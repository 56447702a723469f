use super::super::args::*;
use crate::exit_codes::SUCCESS;

pub async fn dispatch(cli: Cli) -> anyhow::Result<i32> {
    match cli.cmd {
        Command::Generate(args) => super::generate::run(args).await,
        Command::Profiles => super::profiles::run(),
        Command::Validate(args) => super::validate::run(args),
        Command::Version => {
            println!("{}", env!("CARGO_PKG_VERSION"));
            Ok(SUCCESS)
        }
    }
}
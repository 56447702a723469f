//! Block-level metadata and assembly.
//!
//! `Meta` serializes to the same camelCase layout as a Thanos `meta.json`
//! (minus ULID and stats, which belong to the block writer).

use crate::labels::Labels;
use crate::partition::TimeRange;
use crate::series::SeriesSpec;
use serde::Serialize;
use std::collections::BTreeMap;

/// Origin tag written to every generated block.
pub const SOURCE: &str = "blockgen";
pub const COMPACTION_LEVEL: u32 = 1;
pub const META_VERSION: u32 = 1;

#[derive(Debug, Clone, PartialEq, Eq, Serialize)]
#[serde(rename_all = "camelCase")]
pub struct Meta {
    #[serde(flatten)]
    pub block: BlockMeta,
    pub thanos: ThanosMeta,
}

#[derive(Debug, Clone, PartialEq, Eq, Serialize)]
#[serde(rename_all = "camelCase")]
pub struct BlockMeta {
    pub min_time: i64,
    pub max_time: i64,
    pub compaction: Compaction,
    pub version: u32,
}

#[derive(Debug, Clone, PartialEq, Eq, Serialize)]
pub struct Compaction {
    pub level: u32,
}

#[derive(Debug, Clone, PartialEq, Eq, Serialize)]
pub struct ThanosMeta {
    pub labels: BTreeMap<String, String>,
    pub downsample: Downsample,
    pub source: String,
}

#[derive(Debug, Clone, PartialEq, Eq, Serialize)]
pub struct Downsample {
    pub resolution: i64,
}

impl Meta {
    pub fn for_range(range: TimeRange, external_labels: &Labels) -> Self {
        Self {
            block: BlockMeta {
                min_time: range.min_time,
                max_time: range.max_time,
                compaction: Compaction {
                    level: COMPACTION_LEVEL,
                },
                version: META_VERSION,
            },
            thanos: ThanosMeta {
                labels: external_labels.to_map(),
                downsample: Downsample { resolution: 0 },
                source: SOURCE.to_string(),
            },
        }
    }
}

/// One block: its metadata and the series it owns.
#[derive(Debug, Clone, PartialEq, Serialize)]
pub struct BlockSpec {
    pub meta: Meta,
    pub series: Vec<SeriesSpec>,
}

impl BlockSpec {
    pub fn assemble(range: TimeRange, external_labels: &Labels, series: Vec<SeriesSpec>) -> Self {
        Self {
            meta: Meta::for_range(range, external_labels),
            series,
        }
    }

    pub fn range(&self) -> TimeRange {
        TimeRange::new(self.meta.block.min_time, self.meta.block.max_time)
    }
}
use crate::cli::args::ValidateArgs;
use crate::exit_codes::{CONFIG_ERROR, SUCCESS};
use anyhow::Result;
use blockgen_core::{partition, schedule, Profile, Strategy};

pub fn run(args: ValidateArgs) -> Result<i32> {
    let profile = match Profile::from_file(&args.profile) {
        Ok(p) => p,
        Err(e) => {
            eprintln!("Config error: {e}");
            return Ok(CONFIG_ERROR);
        }
    };

    let plan = profile.plan();
    let mut total_series = 0usize;
    println!("{:<6} {:<14} {:<14} {:<8} SERIES", "BLOCK", "MIN_TIME", "MAX_TIME", "WINDOWS");
    for (i, range) in partition(&plan.ranges).into_iter().enumerate() {
        let windows = match plan.strategy {
            Strategy::Continuous => 1,
            Strategy::RealisticK8s { rollout_interval } => schedule(range, rollout_interval).len(),
        };
        let series = windows * plan.targets;
        total_series += series;
        println!(
            "{:<6} {:<14} {:<14} {:<8} {}",
            i, range.min_time, range.max_time, windows, series
        );
    }
    println!();
    println!(
        "OK: {} block(s), {} series spec(s), horizon {}",
        plan.ranges.len(),
        total_series,
        humantime::format_duration(plan.horizon())
    );
    Ok(SUCCESS)
}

What is needed.
Restate, word for word and with nothing added, the lines from the first line of the listing through the one where "pub struct ThanosMeta" stands.

Solution to this task.
repository 56447702a723469f
use super::super::args::*;
use crate::exit_codes::SUCCESS;

pub async fn dispatch(cli: Cli) -> anyhow::Result<i32> {
    match cli.cmd {
        Command::Generate(args) => super::generate::run(args).await,
        Command::Profiles => super::profiles::run(),
        Command::Validate(args) => super::validate::run(args),
        Command::Version => {
            println!("{}", env!("CARGO_PKG_VERSION"));
            Ok(SUCCESS)
        }
    }
}
repository 56447702a723469f
//! Block-level metadata and assembly.
//!
//! `Meta` serializes to the same camelCase layout as a Thanos `meta.json`
//! (minus ULID and stats, which belong to the block writer).

use crate::labels::Labels;
use crate::partition::TimeRange;
use crate::series::SeriesSpec;
use serde::Serialize;
use std::collections::BTreeMap;

/// Origin tag written to every generated block.
pub const SOURCE: &str = "blockgen";
pub const COMPACTION_LEVEL: u32 = 1;
pub const META_VERSION: u32 = 1;

#[derive(Debug, Clone, PartialEq, Eq, Serialize)]
#[serde(rename_all = "camelCase")]
pub struct Meta {
    #[serde(flatten)]
    pub block: BlockMeta,
    pub thanos: ThanosMeta,
}

#[derive(Debug, Clone, PartialEq, Eq, Serialize)]
#[serde(rename_all = "camelCase")]
pub struct BlockMeta {
    pub min_time: i64,
    pub max_time: i64,
    pub compaction: Compaction,
    pub version: u32,
}

#[derive(Debug, Clone, PartialEq, Eq, Serialize)]
pub struct Compaction {
    pub level: u32,
}

#[derive(Debug, Clone, PartialEq, Eq, Serialize)]
pub struct ThanosMeta {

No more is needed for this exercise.